(Exercise instructions): When "ErrorExt" occurs in a line of the material, copy that line.

◇ ◇ ◇

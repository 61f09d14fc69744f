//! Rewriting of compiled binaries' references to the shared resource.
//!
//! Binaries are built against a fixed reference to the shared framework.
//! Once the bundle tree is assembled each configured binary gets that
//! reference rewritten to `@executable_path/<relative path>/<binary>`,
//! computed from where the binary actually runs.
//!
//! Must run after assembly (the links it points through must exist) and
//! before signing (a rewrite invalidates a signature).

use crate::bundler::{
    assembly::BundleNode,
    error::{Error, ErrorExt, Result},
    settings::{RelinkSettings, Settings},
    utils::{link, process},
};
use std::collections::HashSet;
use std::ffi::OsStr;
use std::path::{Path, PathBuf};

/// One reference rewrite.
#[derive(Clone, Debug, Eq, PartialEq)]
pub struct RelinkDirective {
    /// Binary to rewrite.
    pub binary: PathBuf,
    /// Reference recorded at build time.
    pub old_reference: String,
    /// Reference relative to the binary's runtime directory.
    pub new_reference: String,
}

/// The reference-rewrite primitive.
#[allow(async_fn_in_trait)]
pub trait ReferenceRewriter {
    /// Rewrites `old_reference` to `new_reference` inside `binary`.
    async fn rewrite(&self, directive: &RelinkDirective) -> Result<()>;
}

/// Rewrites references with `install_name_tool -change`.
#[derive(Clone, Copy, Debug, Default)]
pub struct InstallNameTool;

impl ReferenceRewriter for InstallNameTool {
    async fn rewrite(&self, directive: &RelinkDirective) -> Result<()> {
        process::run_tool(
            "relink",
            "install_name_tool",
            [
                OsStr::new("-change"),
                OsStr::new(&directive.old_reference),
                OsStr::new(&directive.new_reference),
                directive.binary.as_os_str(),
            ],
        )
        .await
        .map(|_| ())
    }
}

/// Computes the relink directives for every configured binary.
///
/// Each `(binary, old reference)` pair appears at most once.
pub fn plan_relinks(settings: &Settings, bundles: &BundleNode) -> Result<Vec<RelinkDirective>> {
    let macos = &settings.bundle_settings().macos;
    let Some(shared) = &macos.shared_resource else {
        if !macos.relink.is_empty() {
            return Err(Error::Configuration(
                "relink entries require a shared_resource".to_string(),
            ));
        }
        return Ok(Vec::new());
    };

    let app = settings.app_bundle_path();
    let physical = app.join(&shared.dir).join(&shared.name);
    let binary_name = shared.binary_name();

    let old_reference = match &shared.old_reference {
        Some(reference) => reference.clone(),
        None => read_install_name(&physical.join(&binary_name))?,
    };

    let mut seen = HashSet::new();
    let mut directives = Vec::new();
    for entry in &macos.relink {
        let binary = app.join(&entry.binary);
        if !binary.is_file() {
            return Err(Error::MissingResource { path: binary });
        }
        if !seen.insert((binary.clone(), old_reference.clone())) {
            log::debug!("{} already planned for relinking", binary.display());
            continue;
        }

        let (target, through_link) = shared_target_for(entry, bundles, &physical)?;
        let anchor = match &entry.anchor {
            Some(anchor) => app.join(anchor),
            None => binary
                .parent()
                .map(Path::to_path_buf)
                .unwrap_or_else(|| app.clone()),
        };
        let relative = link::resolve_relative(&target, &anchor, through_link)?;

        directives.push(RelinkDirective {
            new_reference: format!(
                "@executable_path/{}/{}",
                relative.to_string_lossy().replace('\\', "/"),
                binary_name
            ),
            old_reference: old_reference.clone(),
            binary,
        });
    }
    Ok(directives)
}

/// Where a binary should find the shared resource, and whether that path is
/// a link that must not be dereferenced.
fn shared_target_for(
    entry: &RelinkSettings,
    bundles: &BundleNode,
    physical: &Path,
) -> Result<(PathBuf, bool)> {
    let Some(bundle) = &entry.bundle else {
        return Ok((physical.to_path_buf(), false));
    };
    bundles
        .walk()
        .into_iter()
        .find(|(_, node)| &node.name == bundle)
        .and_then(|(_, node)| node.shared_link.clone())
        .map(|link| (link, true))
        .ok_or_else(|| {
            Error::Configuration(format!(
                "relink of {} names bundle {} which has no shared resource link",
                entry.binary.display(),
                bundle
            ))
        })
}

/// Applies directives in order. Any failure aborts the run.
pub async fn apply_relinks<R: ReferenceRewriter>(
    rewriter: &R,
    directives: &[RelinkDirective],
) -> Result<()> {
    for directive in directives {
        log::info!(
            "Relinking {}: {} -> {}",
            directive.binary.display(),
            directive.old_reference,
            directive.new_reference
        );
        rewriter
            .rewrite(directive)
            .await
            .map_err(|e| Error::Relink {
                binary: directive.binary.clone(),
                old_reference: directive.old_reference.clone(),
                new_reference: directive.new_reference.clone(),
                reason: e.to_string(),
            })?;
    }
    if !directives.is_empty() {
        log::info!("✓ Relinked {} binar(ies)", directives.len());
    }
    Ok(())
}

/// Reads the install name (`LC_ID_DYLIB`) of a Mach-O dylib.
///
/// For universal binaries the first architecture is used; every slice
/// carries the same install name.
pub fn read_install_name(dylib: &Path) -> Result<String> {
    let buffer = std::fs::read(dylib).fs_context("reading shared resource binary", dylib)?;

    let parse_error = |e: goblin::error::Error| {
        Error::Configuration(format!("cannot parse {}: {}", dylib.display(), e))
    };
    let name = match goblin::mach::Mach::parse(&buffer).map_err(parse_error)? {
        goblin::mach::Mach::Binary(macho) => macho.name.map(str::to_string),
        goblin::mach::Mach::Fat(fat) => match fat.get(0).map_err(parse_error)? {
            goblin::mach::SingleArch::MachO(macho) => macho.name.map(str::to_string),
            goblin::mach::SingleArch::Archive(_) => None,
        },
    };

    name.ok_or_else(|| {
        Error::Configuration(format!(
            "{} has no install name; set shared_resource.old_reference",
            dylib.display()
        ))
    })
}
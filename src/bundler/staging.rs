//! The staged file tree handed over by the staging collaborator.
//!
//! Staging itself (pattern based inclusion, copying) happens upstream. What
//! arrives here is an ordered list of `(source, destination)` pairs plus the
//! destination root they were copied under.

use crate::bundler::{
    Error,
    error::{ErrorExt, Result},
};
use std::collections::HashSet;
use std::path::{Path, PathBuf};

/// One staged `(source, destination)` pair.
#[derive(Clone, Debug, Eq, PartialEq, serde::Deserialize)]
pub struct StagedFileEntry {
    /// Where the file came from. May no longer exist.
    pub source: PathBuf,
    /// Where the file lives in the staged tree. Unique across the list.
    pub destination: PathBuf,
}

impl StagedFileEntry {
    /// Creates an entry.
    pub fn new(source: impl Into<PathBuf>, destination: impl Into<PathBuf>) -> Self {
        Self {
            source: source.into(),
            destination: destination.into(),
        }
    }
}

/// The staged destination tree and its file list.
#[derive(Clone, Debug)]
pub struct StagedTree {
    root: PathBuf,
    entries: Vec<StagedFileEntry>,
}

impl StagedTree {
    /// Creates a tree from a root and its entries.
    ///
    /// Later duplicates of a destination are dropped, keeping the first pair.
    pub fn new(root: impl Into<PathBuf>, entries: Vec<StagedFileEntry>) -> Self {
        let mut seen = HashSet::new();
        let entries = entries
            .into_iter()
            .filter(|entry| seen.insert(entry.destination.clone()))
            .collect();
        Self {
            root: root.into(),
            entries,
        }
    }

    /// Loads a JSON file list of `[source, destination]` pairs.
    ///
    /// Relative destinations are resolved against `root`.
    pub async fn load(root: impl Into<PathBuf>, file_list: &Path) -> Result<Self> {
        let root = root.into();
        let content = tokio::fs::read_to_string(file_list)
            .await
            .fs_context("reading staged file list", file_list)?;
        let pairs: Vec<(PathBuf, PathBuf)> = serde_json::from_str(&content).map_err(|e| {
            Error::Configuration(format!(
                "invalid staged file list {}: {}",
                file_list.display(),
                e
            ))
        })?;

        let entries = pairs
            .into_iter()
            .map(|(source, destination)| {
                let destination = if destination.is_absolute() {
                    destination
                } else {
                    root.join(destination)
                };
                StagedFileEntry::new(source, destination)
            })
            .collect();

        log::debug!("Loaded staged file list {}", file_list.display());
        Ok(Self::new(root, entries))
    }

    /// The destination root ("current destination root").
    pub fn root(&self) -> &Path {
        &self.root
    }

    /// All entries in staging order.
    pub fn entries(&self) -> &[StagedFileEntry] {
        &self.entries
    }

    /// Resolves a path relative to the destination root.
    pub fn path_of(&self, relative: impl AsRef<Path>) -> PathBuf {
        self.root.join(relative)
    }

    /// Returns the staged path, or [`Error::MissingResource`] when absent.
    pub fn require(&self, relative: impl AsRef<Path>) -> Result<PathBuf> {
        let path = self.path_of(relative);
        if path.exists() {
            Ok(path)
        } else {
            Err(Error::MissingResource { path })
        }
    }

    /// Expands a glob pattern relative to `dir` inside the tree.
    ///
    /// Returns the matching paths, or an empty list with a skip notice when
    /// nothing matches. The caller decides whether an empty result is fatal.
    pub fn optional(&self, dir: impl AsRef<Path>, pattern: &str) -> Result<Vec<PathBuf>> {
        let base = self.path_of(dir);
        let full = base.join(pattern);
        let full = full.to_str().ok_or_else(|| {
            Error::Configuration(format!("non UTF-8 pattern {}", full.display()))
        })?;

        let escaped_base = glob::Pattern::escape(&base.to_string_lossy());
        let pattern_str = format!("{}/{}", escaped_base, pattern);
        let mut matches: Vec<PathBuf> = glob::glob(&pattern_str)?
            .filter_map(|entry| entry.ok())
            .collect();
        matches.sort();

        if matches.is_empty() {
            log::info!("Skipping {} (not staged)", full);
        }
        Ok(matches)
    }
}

◇ ◇ ◇

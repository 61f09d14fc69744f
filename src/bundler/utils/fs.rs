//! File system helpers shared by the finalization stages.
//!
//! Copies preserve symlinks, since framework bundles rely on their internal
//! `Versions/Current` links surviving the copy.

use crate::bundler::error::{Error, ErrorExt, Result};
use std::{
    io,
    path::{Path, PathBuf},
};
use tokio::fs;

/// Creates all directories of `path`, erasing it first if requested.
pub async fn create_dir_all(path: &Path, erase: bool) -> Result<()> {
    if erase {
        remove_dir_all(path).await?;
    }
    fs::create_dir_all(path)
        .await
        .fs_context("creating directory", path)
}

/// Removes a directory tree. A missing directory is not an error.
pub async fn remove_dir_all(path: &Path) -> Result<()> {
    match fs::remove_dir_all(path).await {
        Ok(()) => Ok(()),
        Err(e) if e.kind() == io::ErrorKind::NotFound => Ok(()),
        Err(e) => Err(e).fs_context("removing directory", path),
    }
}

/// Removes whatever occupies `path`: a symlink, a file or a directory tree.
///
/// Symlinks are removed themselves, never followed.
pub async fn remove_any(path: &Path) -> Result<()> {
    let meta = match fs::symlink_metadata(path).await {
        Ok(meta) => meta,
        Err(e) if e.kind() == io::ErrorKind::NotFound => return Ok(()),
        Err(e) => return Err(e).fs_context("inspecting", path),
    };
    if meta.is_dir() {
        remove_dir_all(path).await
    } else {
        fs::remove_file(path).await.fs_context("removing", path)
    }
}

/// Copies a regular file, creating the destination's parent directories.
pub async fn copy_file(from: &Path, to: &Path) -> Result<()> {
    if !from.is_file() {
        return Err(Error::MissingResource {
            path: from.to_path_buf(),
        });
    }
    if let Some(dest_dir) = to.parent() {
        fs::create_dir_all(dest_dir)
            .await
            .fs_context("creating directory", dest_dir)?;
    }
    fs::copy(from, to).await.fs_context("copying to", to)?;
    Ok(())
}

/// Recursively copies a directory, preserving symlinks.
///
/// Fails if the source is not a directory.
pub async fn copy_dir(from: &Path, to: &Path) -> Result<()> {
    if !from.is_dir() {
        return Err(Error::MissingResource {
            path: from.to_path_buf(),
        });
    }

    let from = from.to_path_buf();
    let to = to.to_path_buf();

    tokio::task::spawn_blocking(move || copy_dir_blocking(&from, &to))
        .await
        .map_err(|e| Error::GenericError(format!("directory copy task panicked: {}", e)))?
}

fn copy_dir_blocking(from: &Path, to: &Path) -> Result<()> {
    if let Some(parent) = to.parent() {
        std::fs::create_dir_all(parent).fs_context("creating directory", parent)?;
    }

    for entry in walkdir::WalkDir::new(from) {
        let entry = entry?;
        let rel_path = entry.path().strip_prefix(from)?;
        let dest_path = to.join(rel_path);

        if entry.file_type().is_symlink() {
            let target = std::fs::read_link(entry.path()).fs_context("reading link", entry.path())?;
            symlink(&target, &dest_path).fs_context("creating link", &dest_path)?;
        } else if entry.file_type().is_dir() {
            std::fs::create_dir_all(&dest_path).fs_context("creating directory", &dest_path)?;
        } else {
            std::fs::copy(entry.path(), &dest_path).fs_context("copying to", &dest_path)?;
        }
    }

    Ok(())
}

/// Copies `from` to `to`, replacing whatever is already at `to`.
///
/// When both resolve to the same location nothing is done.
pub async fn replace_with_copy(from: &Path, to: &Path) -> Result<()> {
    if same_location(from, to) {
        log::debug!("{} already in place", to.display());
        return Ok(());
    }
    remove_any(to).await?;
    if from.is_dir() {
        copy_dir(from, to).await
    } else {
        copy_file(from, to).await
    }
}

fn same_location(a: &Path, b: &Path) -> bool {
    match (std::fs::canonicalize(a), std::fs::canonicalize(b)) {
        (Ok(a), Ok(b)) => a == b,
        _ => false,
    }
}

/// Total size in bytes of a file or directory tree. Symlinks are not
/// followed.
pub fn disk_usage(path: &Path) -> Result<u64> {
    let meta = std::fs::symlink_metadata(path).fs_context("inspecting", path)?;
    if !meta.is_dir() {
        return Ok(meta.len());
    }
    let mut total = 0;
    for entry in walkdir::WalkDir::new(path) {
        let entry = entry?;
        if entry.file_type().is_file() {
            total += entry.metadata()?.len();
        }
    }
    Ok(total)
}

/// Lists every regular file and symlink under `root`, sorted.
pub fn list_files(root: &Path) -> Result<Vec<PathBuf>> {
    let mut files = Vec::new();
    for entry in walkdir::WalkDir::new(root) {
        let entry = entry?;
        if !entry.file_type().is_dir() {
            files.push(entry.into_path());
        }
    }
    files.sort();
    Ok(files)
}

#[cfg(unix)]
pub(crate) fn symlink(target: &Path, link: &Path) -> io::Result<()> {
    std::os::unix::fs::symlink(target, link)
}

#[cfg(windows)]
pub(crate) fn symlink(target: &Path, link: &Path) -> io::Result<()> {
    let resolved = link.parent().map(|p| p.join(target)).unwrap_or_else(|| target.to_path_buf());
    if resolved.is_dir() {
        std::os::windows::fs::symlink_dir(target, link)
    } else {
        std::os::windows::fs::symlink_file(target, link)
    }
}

◇ ◇ ◇

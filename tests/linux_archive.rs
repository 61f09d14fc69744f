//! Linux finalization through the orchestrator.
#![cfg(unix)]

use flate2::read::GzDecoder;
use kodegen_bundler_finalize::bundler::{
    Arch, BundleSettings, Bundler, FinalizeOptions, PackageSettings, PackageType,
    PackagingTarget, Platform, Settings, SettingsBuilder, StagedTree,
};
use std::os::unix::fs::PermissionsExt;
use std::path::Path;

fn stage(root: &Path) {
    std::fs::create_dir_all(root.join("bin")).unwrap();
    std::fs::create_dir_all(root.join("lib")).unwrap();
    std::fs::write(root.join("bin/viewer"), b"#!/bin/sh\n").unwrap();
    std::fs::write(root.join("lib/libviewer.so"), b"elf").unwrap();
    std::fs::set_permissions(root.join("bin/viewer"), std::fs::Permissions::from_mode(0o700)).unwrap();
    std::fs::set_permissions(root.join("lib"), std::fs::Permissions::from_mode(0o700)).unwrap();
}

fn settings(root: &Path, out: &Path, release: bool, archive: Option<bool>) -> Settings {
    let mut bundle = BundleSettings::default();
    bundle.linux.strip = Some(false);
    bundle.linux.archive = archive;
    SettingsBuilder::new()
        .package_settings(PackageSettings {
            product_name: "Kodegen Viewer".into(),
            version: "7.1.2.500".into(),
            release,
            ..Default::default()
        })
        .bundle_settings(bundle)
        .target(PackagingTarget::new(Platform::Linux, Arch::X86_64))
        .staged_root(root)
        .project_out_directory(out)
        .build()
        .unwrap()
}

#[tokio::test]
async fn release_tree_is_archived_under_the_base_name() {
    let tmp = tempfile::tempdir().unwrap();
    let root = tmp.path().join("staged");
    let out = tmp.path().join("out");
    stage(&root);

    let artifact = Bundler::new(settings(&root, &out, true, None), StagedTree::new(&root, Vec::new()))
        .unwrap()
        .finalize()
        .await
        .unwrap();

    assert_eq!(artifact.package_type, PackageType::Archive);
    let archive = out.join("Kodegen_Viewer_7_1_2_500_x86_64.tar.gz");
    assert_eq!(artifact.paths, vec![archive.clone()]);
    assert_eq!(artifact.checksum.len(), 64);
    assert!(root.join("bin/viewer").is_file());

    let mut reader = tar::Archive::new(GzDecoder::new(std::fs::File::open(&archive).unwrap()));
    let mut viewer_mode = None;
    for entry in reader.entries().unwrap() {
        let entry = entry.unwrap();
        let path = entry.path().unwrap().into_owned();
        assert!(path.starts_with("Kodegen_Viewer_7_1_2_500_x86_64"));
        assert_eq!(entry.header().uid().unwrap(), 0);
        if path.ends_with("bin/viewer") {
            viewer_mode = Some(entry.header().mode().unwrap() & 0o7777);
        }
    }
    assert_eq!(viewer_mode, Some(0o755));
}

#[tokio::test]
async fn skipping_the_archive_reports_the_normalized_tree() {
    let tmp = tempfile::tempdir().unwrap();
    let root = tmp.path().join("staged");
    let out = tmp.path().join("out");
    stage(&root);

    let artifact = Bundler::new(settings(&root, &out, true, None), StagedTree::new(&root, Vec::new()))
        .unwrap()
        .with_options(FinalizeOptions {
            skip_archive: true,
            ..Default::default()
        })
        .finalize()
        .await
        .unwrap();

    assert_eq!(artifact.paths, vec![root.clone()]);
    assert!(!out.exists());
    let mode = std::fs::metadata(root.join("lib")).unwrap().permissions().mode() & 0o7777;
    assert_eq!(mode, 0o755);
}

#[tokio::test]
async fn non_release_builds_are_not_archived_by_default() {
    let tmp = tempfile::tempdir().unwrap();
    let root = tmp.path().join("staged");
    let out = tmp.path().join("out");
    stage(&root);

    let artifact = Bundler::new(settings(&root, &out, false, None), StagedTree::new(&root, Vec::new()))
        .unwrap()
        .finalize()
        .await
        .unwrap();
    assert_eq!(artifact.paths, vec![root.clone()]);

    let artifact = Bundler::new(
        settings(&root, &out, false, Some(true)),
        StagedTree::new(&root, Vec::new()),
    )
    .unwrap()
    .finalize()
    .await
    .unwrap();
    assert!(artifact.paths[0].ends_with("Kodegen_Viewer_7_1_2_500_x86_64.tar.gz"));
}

◇ ◇ ◇

(Solution to this problem):
    error::{Error, ErrorExt, Result},
    error::{ErrorExt, Result},
use crate::bundler::error::{Error, ErrorExt, Result};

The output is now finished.